**Task:**
Please state the number of lines in the entries below where the word "pagination" appears. Include nothing else.
:: Data
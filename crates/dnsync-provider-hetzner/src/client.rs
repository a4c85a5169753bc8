//! Hetzner DNS API gateway
//!
//! ## API Reference
//!
//! - List Zones: `GET /zones?page=..&per_page=..`
//! - List Records: `GET /records?zone_id=..&page=..&per_page=..`
//! - Create Record: `POST /records`
//! - Delete Record: `DELETE /records/:record_id`
//!
//! Every request carries the `Auth-API-Token` header.

use crate::models::{
    CreateRecordRequest, ErrorResponse, Meta, RecordResponse, RecordsResponse, ZonesResponse,
};
use async_trait::async_trait;
use dnsync_core::config::{DEFAULT_PAGE_SIZE, DEFAULT_TIMEOUT_SECS};
use dnsync_core::traits::{NewRecord, ProviderRecord, Zone, ZoneGateway};
use dnsync_core::{Error, Result};
use reqwest::{Method, RequestBuilder, Response, StatusCode};
use serde::de::DeserializeOwned;
use std::time::Duration;
use tracing::debug;

/// Hetzner DNS API base URL
pub const HETZNER_API_BASE: &str = "https://dns.hetzner.com/api/v1";

/// Header carrying the API token
const AUTH_HEADER: &str = "Auth-API-Token";

/// Typed client for the Hetzner DNS API
///
/// Stateless apart from the credential and HTTP settings it was built with.
/// The Debug implementation does NOT expose the API token.
pub struct HetznerClient {
    /// ⚠️ NEVER log this value
    api_token: String,
    base_url: String,
    page_size: u32,
    client: reqwest::Client,
}

impl std::fmt::Debug for HetznerClient {
    fn fmt(&self, f: &mut std::fmt::Formatter<'_>) -> std::fmt::Result {
        f.debug_struct("HetznerClient")
            .field("api_token", &"<REDACTED>")
            .field("base_url", &self.base_url)
            .field("page_size", &self.page_size)
            .finish()
    }
}

impl HetznerClient {
    /// Create a client against the public API with default settings
    pub fn new(api_token: impl Into<String>) -> Result<Self> {
        Self::with_settings(
            api_token,
            HETZNER_API_BASE,
            DEFAULT_PAGE_SIZE,
            Duration::from_secs(DEFAULT_TIMEOUT_SECS),
        )
    }

    /// Create a client
    ///
    /// # Parameters
    ///
    /// - `api_token`: Hetzner DNS API token
    /// - `base_url`: API base URL, without trailing slash
    /// - `page_size`: Items requested per listing page
    /// - `timeout`: Per-request timeout; expiry is a transport error
    pub fn with_settings(
        api_token: impl Into<String>,
        base_url: impl Into<String>,
        page_size: u32,
        timeout: Duration,
    ) -> Result<Self> {
        let api_token = api_token.into();
        if api_token.is_empty() {
            return Err(Error::config("Hetzner API token cannot be empty"));
        }
        if page_size == 0 {
            return Err(Error::config("Page size must be > 0"));
        }

        let client = reqwest::Client::builder()
            .timeout(timeout)
            .build()
            .map_err(|e| Error::config(format!("Failed to build HTTP client: {}", e)))?;

        Ok(Self {
            api_token,
            base_url: base_url.into().trim_end_matches('/').to_string(),
            page_size,
            client,
        })
    }

    pub fn base_url(&self) -> &str {
        &self.base_url
    }

    fn request(&self, method: Method, path: &str) -> RequestBuilder {
        self.client
            .request(method, format!("{}{}", self.base_url, path))
            .header(AUTH_HEADER, &self.api_token)
    }

    /// Send a request and map non-success statuses to errors
    async fn send(&self, request: RequestBuilder, context: &str) -> Result<Response> {
        let response = request.send().await.map_err(|e| {
            if e.is_timeout() {
                Error::transport(format!("{}: request timed out", context))
            } else {
                Error::transport(format!("{}: HTTP request failed: {}", context, e))
            }
        })?;

        let status = response.status();
        if status.is_success() {
            return Ok(response);
        }

        let body = response
            .text()
            .await
            .unwrap_or_else(|_| "Unable to read error response".to_string());
        Err(status_error(status, &body, context))
    }

    async fn decode<T: DeserializeOwned>(response: Response, context: &str) -> Result<T> {
        let body = response
            .text()
            .await
            .map_err(|e| Error::transport(format!("{}: failed to read body: {}", context, e)))?;

        serde_json::from_str(&body)
            .map_err(|e| Error::protocol(format!("{}: failed to parse response: {}", context, e)))
    }

    /// Fetch one listing page
    async fn get_page<T: DeserializeOwned>(
        &self,
        path: &str,
        filter: &[(&str, &str)],
        page: u32,
        context: &str,
    ) -> Result<T> {
        let request = self
            .request(Method::GET, path)
            .query(filter)
            .query(&[("page", page), ("per_page", self.page_size)]);

        let response = self.send(request, context).await?;
        Self::decode(response, context).await
    }
}

/// Page to request after `requested`, if the API reports more
///
/// Advances from the page that was asked for, not the page the server echoes,
/// so the loop ends after at most `last_page` requests. An empty page ends the
/// listing even if the metadata claims otherwise.
fn next_page(requested: u32, meta: Option<Meta>, received: usize, context: &str) -> Option<u32> {
    let pagination = meta.and_then(|m| m.pagination)?;
    if requested >= pagination.last_page || received == 0 {
        return None;
    }

    debug!("{}: page {} of {}", context, requested, pagination.last_page);
    Some(requested + 1)
}

fn status_error(status: StatusCode, body: &str, context: &str) -> Error {
    let message = serde_json::from_str::<ErrorResponse>(body)
        .map(|e| e.error.message)
        .ok()
        .filter(|m| !m.is_empty())
        .unwrap_or_else(|| body.to_string());

    match status.as_u16() {
        401 | 403 => Error::auth(format!(
            "{}: invalid API token or insufficient permissions. Status: {}",
            context, status
        )),
        404 => Error::not_found(format!("{}: {}", context, message)),
        429 => Error::rate_limited(format!(
            "{}: rate limit exceeded. Status: {}",
            context, status
        )),
        500..=599 => Error::protocol(format!(
            "{}: Hetzner server error (transient): {} - {}",
            context, status, message
        )),
        _ => Error::protocol(format!("{}: {} - {}", context, status, message)),
    }
}

#[async_trait]
impl ZoneGateway for HetznerClient {
    async fn list_zones(&self) -> Result<Vec<Zone>> {
        let context = "list zones";
        let mut zones = Vec::new();
        let mut page = 1;

        loop {
            let body: ZonesResponse = self.get_page("/zones", &[], page, context).await?;
            let received = body.zones.len();
            zones.extend(body.zones.into_iter().map(Zone::from));

            match next_page(page, body.meta, received, context) {
                Some(next) => page = next,
                None => break,
            }
        }

        Ok(zones)
    }

    async fn list_records(&self, zone_id: &str) -> Result<Vec<ProviderRecord>> {
        let context = format!("list records of zone {}", zone_id);
        let mut records = Vec::new();
        let mut page = 1;

        loop {
            let body: RecordsResponse = self
                .get_page("/records", &[("zone_id", zone_id)], page, &context)
                .await?;
            let received = body.records.len();
            records.extend(body.records.into_iter().map(ProviderRecord::from));

            match next_page(page, body.meta, received, &context) {
                Some(next) => page = next,
                None => break,
            }
        }

        Ok(records)
    }

    async fn create_record(&self, record: &NewRecord) -> Result<ProviderRecord> {
        let context = format!(
            "create {} record {} in zone {}",
            record.record_type, record.name, record.zone_id
        );
        let request = self
            .request(Method::POST, "/records")
            .json(&CreateRecordRequest::from(record));

        let response = self.send(request, &context).await?;
        let body: RecordResponse = Self::decode(response, &context).await?;
        Ok(body.record.into())
    }

    async fn delete_record(&self, record_id: &str) -> Result<()> {
        let context = format!("delete record {}", record_id);
        let request = self.request(Method::DELETE, &format!("/records/{}", record_id));
        self.send(request, &context).await?;
        Ok(())
    }

    fn gateway_name(&self) -> &'static str {
        "hetzner"
    }
}
//! Plugin-based provider registry
//!
//! The registry allows DNS providers to be registered dynamically at
//! runtime, avoiding hardcoded if-else chains.
//!
//! ## Usage
//!
//! ```rust,ignore
//! use dnsync_core::registry::ProviderRegistry;
//! use dnsync_core::config::ProviderConfig;
//!
//! let registry = ProviderRegistry::new();
//! dnsync_provider_hetzner::register(&registry);
//!
//! let config = ProviderConfig::hetzner(token);
//! let provider = registry.create_provider(&config)?;
//! ```

use crate::config::ProviderConfig;
use crate::error::{Error, Result};
use crate::traits::{DnsProvider, DnsProviderFactory};
use std::collections::HashMap;
use std::sync::{PoisonError, RwLock};

/// Provider registry for plugin-based DNS provider creation
///
/// The registry maintains a map of provider type names to factory objects,
/// allowing dynamic instantiation of providers based on configuration.
///
/// ## Thread Safety
///
/// The registry uses interior mutability with RwLock, allowing concurrent
/// reads and exclusive writes.
#[derive(Default)]
pub struct ProviderRegistry {
    providers: RwLock<HashMap<String, Box<dyn DnsProviderFactory>>>,
}

impl ProviderRegistry {
    /// Create a new empty registry
    pub fn new() -> Self {
        Self::default()
    }

    /// Register a DNS provider factory
    ///
    /// # Parameters
    ///
    /// - `name`: Provider type name (e.g., "hetzner")
    /// - `factory`: Factory object for creating provider instances
    pub fn register_provider(&self, name: impl Into<String>, factory: Box<dyn DnsProviderFactory>) {
        let mut providers = self.providers.write().unwrap_or_else(PoisonError::into_inner);
        providers.insert(name.into(), factory);
    }

    /// Create a DNS provider from configuration
    ///
    /// # Returns
    ///
    /// - `Ok(Box<dyn DnsProvider>)`: Created provider instance
    /// - `Err(Error)`: If the configuration is invalid, the provider type is
    ///   not registered, or creation fails
    pub fn create_provider(&self, config: &ProviderConfig) -> Result<Box<dyn DnsProvider>> {
        config.validate()?;

        let provider_type = config.type_name();
        let providers = self.providers.read().unwrap_or_else(PoisonError::into_inner);

        let factory = providers
            .get(provider_type)
            .ok_or_else(|| Error::config(format!("Unknown provider type: {}", provider_type)))?;

        factory.create(config)
    }

    /// List all registered provider types
    pub fn list_providers(&self) -> Vec<String> {
        let providers = self.providers.read().unwrap_or_else(PoisonError::into_inner);
        providers.keys().cloned().collect()
    }

    /// Check if a provider type is registered
    pub fn has_provider(&self, name: &str) -> bool {
        let providers = self.providers.read().unwrap_or_else(PoisonError::into_inner);
        providers.contains_key(name)
    }
}
//! Change planning
//!
//! Turns a name-based delta into an ordered list of ID-based mutations. This
//! is a pure function of the current-state [`RecordIndex`] and the desired
//! [`Changes`]; no I/O happens here, so a plan can be inspected or tested
//! without a network.
//!
//! ## Ordering
//!
//! Every delete precedes every create. An update of `www A` is planned as
//! "delete the current `www A` record, then create the new one", so at no
//! point do two live records share the key because of this pass.

use crate::endpoint::{Changes, Endpoint, is_supported_record_type};
use crate::error::{Error, Result};
use crate::index::{RecordIndex, relative_name};
use crate::traits::{NewRecord, ProviderRecord};
use std::collections::HashSet;
use std::fmt;
use tracing::warn;

/// A single provider call
#[derive(Debug, Clone, PartialEq, Eq)]
pub enum Mutation {
    /// Delete one record by ID
    Delete {
        record_id: String,
        zone_id: String,
        dns_name: String,
        record_type: String,
    },

    /// Create one record
    Create {
        /// Fully-qualified name, for logging
        dns_name: String,
        record: NewRecord,
    },
}

impl Mutation {
    pub fn is_delete(&self) -> bool {
        matches!(self, Mutation::Delete { .. })
    }

    pub fn dns_name(&self) -> &str {
        match self {
            Mutation::Delete { dns_name, .. } | Mutation::Create { dns_name, .. } => dns_name,
        }
    }
}

impl fmt::Display for Mutation {
    fn fmt(&self, f: &mut fmt::Formatter<'_>) -> fmt::Result {
        match self {
            Mutation::Delete {
                record_id,
                zone_id,
                dns_name,
                record_type,
            } => write!(
                f,
                "delete {} {} (record {}, zone {})",
                record_type, dns_name, record_id, zone_id
            ),
            Mutation::Create { dns_name, record } => write!(
                f,
                "create {} {} -> {} (zone {})",
                record.record_type, dns_name, record.value, record.zone_id
            ),
        }
    }
}

/// Ordered mutations for one pass
#[derive(Debug, Clone, Default, PartialEq, Eq)]
pub struct Plan {
    mutations: Vec<Mutation>,
}

impl Plan {
    /// Resolve every endpoint of `changes` against `index`
    ///
    /// Fails without producing a partial plan when any endpoint cannot be
    /// resolved, so a caller that plans first never mutates on bad input.
    ///
    /// # Errors
    ///
    /// - `Error::Resolution`: a deletion names a record that does not exist
    /// - `Error::AmbiguousRecord`: several records share the deletion's key
    ///   and none of them carries one of its targets
    /// - `Error::ZoneNotFound`: no zone contains a creation's name
    /// - `Error::InvalidInput`: a creation has no targets or an unmanaged
    ///   record type
    pub fn build(index: &RecordIndex, changes: &Changes) -> Result<Self> {
        let mut deletes = Vec::new();
        let mut seen = HashSet::new();

        for endpoint in changes.deletions() {
            for record in resolve_existing(index, endpoint)? {
                if !seen.insert(record.id.clone()) {
                    continue;
                }
                deletes.push(Mutation::Delete {
                    record_id: record.id.clone(),
                    zone_id: record.zone_id.clone(),
                    dns_name: endpoint.dns_name.clone(),
                    record_type: record.record_type.clone(),
                });
            }
        }

        let mut creates = Vec::new();
        for endpoint in changes.creations() {
            creates.push(plan_create(index, endpoint)?);
        }

        deletes.extend(creates);
        Ok(Self { mutations: deletes })
    }

    /// Mutations in issue order
    pub fn mutations(&self) -> &[Mutation] {
        &self.mutations
    }

    pub fn deletes(&self) -> impl Iterator<Item = &Mutation> {
        self.mutations.iter().filter(|m| m.is_delete())
    }

    pub fn creates(&self) -> impl Iterator<Item = &Mutation> {
        self.mutations.iter().filter(|m| !m.is_delete())
    }

    pub fn len(&self) -> usize {
        self.mutations.len()
    }

    pub fn is_empty(&self) -> bool {
        self.mutations.is_empty()
    }
}

impl IntoIterator for Plan {
    type Item = Mutation;
    type IntoIter = std::vec::IntoIter<Mutation>;

    fn into_iter(self) -> Self::IntoIter {
        self.mutations.into_iter()
    }
}

/// Find the current records a deletion endpoint refers to
fn resolve_existing<'a>(
    index: &'a RecordIndex,
    endpoint: &Endpoint,
) -> Result<Vec<&'a ProviderRecord>> {
    match index.lookup(&endpoint.dns_name, &endpoint.record_type) {
        [] => Err(Error::resolution(format!(
            "no {} record named {} to delete",
            endpoint.record_type, endpoint.dns_name
        ))),
        [only] => Ok(vec![only]),
        candidates => {
            let matched: Vec<_> = candidates
                .iter()
                .filter(|record| endpoint.targets.iter().any(|t| *t == record.value))
                .collect();

            if matched.is_empty() {
                return Err(Error::ambiguous(format!(
                    "{} {} records named {}, none with a value in [{}]",
                    candidates.len(),
                    endpoint.record_type,
                    endpoint.dns_name,
                    endpoint.targets.join(", ")
                )));
            }
            Ok(matched)
        }
    }
}

fn plan_create(index: &RecordIndex, endpoint: &Endpoint) -> Result<Mutation> {
    // Types the read path filters out are never written
    if !is_supported_record_type(&endpoint.record_type) {
        return Err(Error::invalid_input(format!(
            "record type {} of {} is not managed",
            endpoint.record_type, endpoint.dns_name
        )));
    }

    let value = endpoint.targets.first().ok_or_else(|| {
        Error::invalid_input(format!("endpoint {} has no targets", endpoint.dns_name))
    })?;

    if endpoint.targets.len() > 1 {
        // Single-value record API: one record per endpoint
        warn!(
            "Endpoint {} {} has {} targets; only {} is written",
            endpoint.dns_name,
            endpoint.record_type,
            endpoint.targets.len(),
            value
        );
    }

    let zone = index
        .zone_for(&endpoint.dns_name)
        .ok_or_else(|| Error::zone_not_found(endpoint.dns_name.clone()))?;

    let name = relative_name(zone, &endpoint.dns_name)
        .ok_or_else(|| Error::zone_not_found(endpoint.dns_name.clone()))?;

    Ok(Mutation::Create {
        dns_name: endpoint.dns_name.clone(),
        record: NewRecord {
            zone_id: zone.id.clone(),
            record_type: endpoint.record_type.to_ascii_uppercase(),
            name,
            value: value.clone(),
            ttl: endpoint.ttl,
        },
    })
}

#[cfg(test)]
mod tests {
    use super::*;
    use crate::index::{Snapshot, ZoneSnapshot};
    use crate::traits::Zone;

    fn record(id: &str, zone_id: &str, record_type: &str, name: &str, value: &str) -> ProviderRecord {
        ProviderRecord {
            id: id.to_string(),
            zone_id: zone_id.to_string(),
            record_type: record_type.to_string(),
            name: name.to_string(),
            value: value.to_string(),
            ttl: None,
            created: None,
            modified: None,
        }
    }

    fn index() -> RecordIndex {
        RecordIndex::build(&Snapshot {
            zones: vec![
                ZoneSnapshot {
                    zone: Zone::new("z1", "example.com"),
                    records: vec![
                        record("r1", "z1", "A", "@", "1.1.1.1"),
                        record("r2", "z1", "A", "www", "2.2.2.2"),
                        record("r3", "z1", "A", "rr", "3.3.3.3"),
                        record("r4", "z1", "A", "rr", "4.4.4.4"),
                    ],
                },
                ZoneSnapshot {
                    zone: Zone::new("z2", "sub.example.com"),
                    records: vec![],
                },
            ],
        })
    }

    #[test]
    fn test_empty_changes_plan_nothing() {
        let plan = Plan::build(&index(), &Changes::default()).unwrap();
        assert!(plan.is_empty());
    }

    #[test]
    fn test_update_plans_delete_before_create() {
        let changes = Changes {
            create: vec![Endpoint::new("new.example.com", "A", ["5.5.5.5"])],
            update_old: vec![Endpoint::new("www.example.com", "A", ["2.2.2.2"])],
            update_new: vec![Endpoint::new("www.example.com", "A", ["6.6.6.6"])],
            ..Default::default()
        };

        let plan = Plan::build(&index(), &changes).unwrap();
        let kinds: Vec<_> = plan.mutations().iter().map(Mutation::is_delete).collect();
        assert_eq!(kinds, vec![true, false, false]);

        match &plan.mutations()[0] {
            Mutation::Delete { record_id, .. } => assert_eq!(record_id, "r2"),
            other => panic!("unexpected {other}"),
        }
        match &plan.mutations()[2] {
            Mutation::Create { record, .. } => {
                assert_eq!(record.name, "www");
                assert_eq!(record.value, "6.6.6.6");
                assert_eq!(record.zone_id, "z1");
            }
            other => panic!("unexpected {other}"),
        }
    }

    #[test]
    fn test_create_uses_relative_name_and_nested_zone() {
        let changes = Changes {
            create: vec![
                Endpoint::new("a.sub.example.com", "TXT", ["hello"]).with_ttl(60),
                Endpoint::new("example.com", "MX", ["10 mail.example.com"]),
            ],
            ..Default::default()
        };

        let plan = Plan::build(&index(), &changes).unwrap();
        let records: Vec<_> = plan
            .creates()
            .map(|m| match m {
                Mutation::Create { record, .. } => record.clone(),
                _ => unreachable!(),
            })
            .collect();

        assert_eq!(records[0].zone_id, "z2");
        assert_eq!(records[0].name, "a");
        assert_eq!(records[0].ttl, Some(60));
        assert_eq!(records[1].zone_id, "z1");
        assert_eq!(records[1].name, "@");
    }

    #[test]
    fn test_missing_record_is_resolution_error() {
        let changes = Changes {
            delete: vec![Endpoint::new("missing.example.com", "A", ["9.9.9.9"])],
            ..Default::default()
        };

        let err = Plan::build(&index(), &changes).unwrap_err();
        assert!(matches!(err, Error::Resolution(_)), "got {err:?}");
    }

    #[test]
    fn test_unknown_zone_is_zone_not_found() {
        let changes = Changes {
            create: vec![Endpoint::new("www.example.org", "A", ["1.2.3.4"])],
            ..Default::default()
        };

        let err = Plan::build(&index(), &changes).unwrap_err();
        assert!(matches!(err, Error::ZoneNotFound(ref n) if n == "www.example.org"));
    }

    #[test]
    fn test_create_without_targets_is_rejected() {
        let changes = Changes {
            create: vec![Endpoint::new("x.example.com", "A", Vec::<String>::new())],
            ..Default::default()
        };

        assert!(matches!(
            Plan::build(&index(), &changes),
            Err(Error::InvalidInput(_))
        ));
    }

    #[test]
    fn test_duplicate_key_disambiguated_by_target() {
        let changes = Changes {
            delete: vec![Endpoint::new("rr.example.com", "A", ["4.4.4.4"])],
            ..Default::default()
        };
        let plan = Plan::build(&index(), &changes).unwrap();
        assert_eq!(plan.len(), 1);
        assert!(plan.mutations()[0].to_string().contains("record r4"));

        let changes = Changes {
            delete: vec![Endpoint::new("rr.example.com", "A", ["3.3.3.3", "4.4.4.4"])],
            ..Default::default()
        };
        assert_eq!(Plan::build(&index(), &changes).unwrap().len(), 2);

        let changes = Changes {
            delete: vec![Endpoint::new("rr.example.com", "A", ["7.7.7.7"])],
            ..Default::default()
        };
        assert!(matches!(
            Plan::build(&index(), &changes),
            Err(Error::AmbiguousRecord(_))
        ));
    }

    #[test]
    fn test_same_record_deleted_once() {
        let www = Endpoint::new("www.example.com", "A", ["2.2.2.2"]);
        let changes = Changes {
            delete: vec![www.clone()],
            update_old: vec![www],
            ..Default::default()
        };

        assert_eq!(Plan::build(&index(), &changes).unwrap().len(), 1);
    }

    #[test]
    fn test_create_record_type_is_uppercased() {
        let changes = Changes {
            create: vec![Endpoint::new("mail.example.com", "aaaa", ["2001:db8::1"])],
            ..Default::default()
        };

        let plan = Plan::build(&index(), &changes).unwrap();
        match plan.mutations() {
            [Mutation::Create { record, .. }] => assert_eq!(record.record_type, "AAAA"),
            other => panic!("unexpected plan: {other:?}"),
        }
    }

    #[test]
    fn test_create_of_unmanaged_type_is_rejected() {
        let changes = Changes {
            create: vec![Endpoint::new("example.com", "CAA", ["0 issue \"letsencrypt.org\""])],
            ..Default::default()
        };

        assert!(matches!(
            Plan::build(&index(), &changes),
            Err(Error::InvalidInput(_))
        ));
    }
}
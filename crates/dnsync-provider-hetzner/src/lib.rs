// # Hetzner DNS Provider
//
// This crate provides a Hetzner DNS provider implementation for the DNSync
// system.
//
// ## Implementation Status
//
// - ✅ Full pagination of zone and record listings
// - ✅ Deletion by record ID (`DELETE /records/:id`)
// - ✅ Creation in the longest-suffix zone with a zone-relative name
// - ✅ Created record IDs returned to the caller
// - ✅ HTTP timeout configured (30 seconds by default)
// - ✅ Specific error handling for HTTP status codes (401, 403, 404, 429, 5xx)
// - ✅ Dry-run mode for safe testing
// - ❌ NO retry logic (owned by the caller, which reruns the whole pass)
// - ❌ NO caching (every pass reads provider state in full)
//
// ## Security Requirements
//
// - API token NEVER appears in logs or Debug output
// - Provider MUST fail fast if token is empty
//
// ## API Reference
//
// - Hetzner DNS API v1: https://dns.hetzner.com/api-docs

mod client;
mod models;

pub use client::{HETZNER_API_BASE, HetznerClient};

use async_trait::async_trait;
use dnsync_core::config::ProviderConfig;
use dnsync_core::traits::{DnsProvider, DnsProviderFactory};
use dnsync_core::{Changes, Endpoint, Error, Reconciler, Result};
use std::time::Duration;

/// Hetzner DNS provider
///
/// Binds the provider-agnostic [`Reconciler`] to a [`HetznerClient`].
///
/// # Dry-Run Mode
///
/// When `dry_run` is true, the provider will:
/// - Perform all GET requests (zone and record listings)
/// - Log every create/delete it would issue
/// - **NOT** actually modify DNS records
pub struct HetznerProvider {
    reconciler: Reconciler<HetznerClient>,
}

impl std::fmt::Debug for HetznerProvider {
    fn fmt(&self, f: &mut std::fmt::Formatter<'_>) -> std::fmt::Result {
        f.debug_struct("HetznerProvider")
            .field("client", self.reconciler.gateway())
            .field("dry_run", &self.reconciler.is_dry_run())
            .finish()
    }
}

impl HetznerProvider {
    /// Create a provider from an existing client
    pub fn new(client: HetznerClient, dry_run: bool) -> Self {
        Self {
            reconciler: Reconciler::new(client, dry_run),
        }
    }

    /// Create a provider against the public API (live mode)
    pub fn new_live(api_token: impl Into<String>) -> Result<Self> {
        Ok(Self::new(HetznerClient::new(api_token)?, false))
    }

    /// Create a provider against the public API (dry-run mode)
    pub fn new_dry_run(api_token: impl Into<String>) -> Result<Self> {
        Ok(Self::new(HetznerClient::new(api_token)?, true))
    }

    /// Create a provider from configuration
    pub fn from_config(config: &ProviderConfig) -> Result<Self> {
        match config {
            ProviderConfig::Hetzner {
                api_token,
                api_url,
                dry_run,
                page_size,
                timeout_secs,
            } => {
                let client = HetznerClient::with_settings(
                    api_token.clone(),
                    api_url.as_deref().unwrap_or(HETZNER_API_BASE),
                    *page_size,
                    Duration::from_secs(*timeout_secs),
                )?;
                Ok(Self::new(client, *dry_run))
            }
            _ => Err(Error::config("Invalid config for Hetzner provider")),
        }
    }

    pub fn reconciler(&self) -> &Reconciler<HetznerClient> {
        &self.reconciler
    }
}

#[async_trait]
impl DnsProvider for HetznerProvider {
    async fn records(&self) -> Result<Vec<Endpoint>> {
        self.reconciler.list_endpoints().await
    }

    async fn apply_changes(&self, changes: &Changes) -> Result<()> {
        self.reconciler.apply(changes).await
    }

    fn provider_name(&self) -> &'static str {
        "hetzner"
    }
}

/// Factory for creating Hetzner providers
pub struct HetznerFactory;

impl DnsProviderFactory for HetznerFactory {
    fn create(&self, config: &ProviderConfig) -> Result<Box<dyn DnsProvider>> {
        config.validate()?;

        if config.dry_run() {
            tracing::warn!("Hetzner provider running in DRY-RUN mode - no changes will be made");
        }

        Ok(Box::new(HetznerProvider::from_config(config)?))
    }
}

/// Register the Hetzner provider with a registry
///
/// # Example
///
/// ```rust
/// use dnsync_core::ProviderRegistry;
///
/// let registry = ProviderRegistry::new();
/// dnsync_provider_hetzner::register(&registry);
/// assert!(registry.has_provider("hetzner"));
/// ```
pub fn register(registry: &dnsync_core::ProviderRegistry) {
    registry.register_provider("hetzner", Box::new(HetznerFactory));
}

#[cfg(test)]
mod tests {
    use super::*;

    #[test]
    fn test_factory_creation() {
        let provider = HetznerFactory.create(&ProviderConfig::hetzner("test_token"));
        assert!(provider.is_ok());
        assert_eq!(provider.unwrap().provider_name(), "hetzner");
    }

    #[test]
    fn test_factory_missing_token() {
        assert!(HetznerFactory.create(&ProviderConfig::hetzner("")).is_err());
    }

    #[test]
    fn test_factory_rejects_foreign_config() {
        let config = ProviderConfig::Custom {
            factory: "other".to_string(),
            config: serde_json::json!({"x": 1}),
        };
        assert!(matches!(
            HetznerFactory.create(&config),
            Err(Error::Config(_))
        ));
    }

    #[test]
    fn test_dry_run_mode() {
        let provider_dry = HetznerProvider::new_dry_run("token").unwrap();
        let provider_live = HetznerProvider::new_live("token").unwrap();

        assert!(provider_dry.reconciler().is_dry_run());
        assert!(!provider_live.reconciler().is_dry_run());
    }

    #[test]
    fn test_custom_api_url_used() {
        let mut config = ProviderConfig::hetzner("token");
        if let ProviderConfig::Hetzner { api_url, .. } = &mut config {
            *api_url = Some("http://127.0.0.1:9000/api/v1".to_string());
        }

        let provider = HetznerProvider::from_config(&config).unwrap();
        assert_eq!(
            provider.reconciler().gateway().base_url(),
            "http://127.0.0.1:9000/api/v1"
        );
    }

    #[test]
    fn test_api_token_not_exposed_in_debug() {
        let provider = HetznerProvider::new_live("secret_token_12345").unwrap();
        let debug_str = format!("{:?}", provider);
        assert!(!debug_str.contains("secret_token_12345"));
        assert!(debug_str.contains("HetznerProvider"));
    }

    #[test]
    fn test_register() {
        let registry = dnsync_core::ProviderRegistry::new();
        register(&registry);
        assert!(registry.create_provider(&ProviderConfig::hetzner("token")).is_ok());
    }
}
::::
**Solution to this exercise:**
4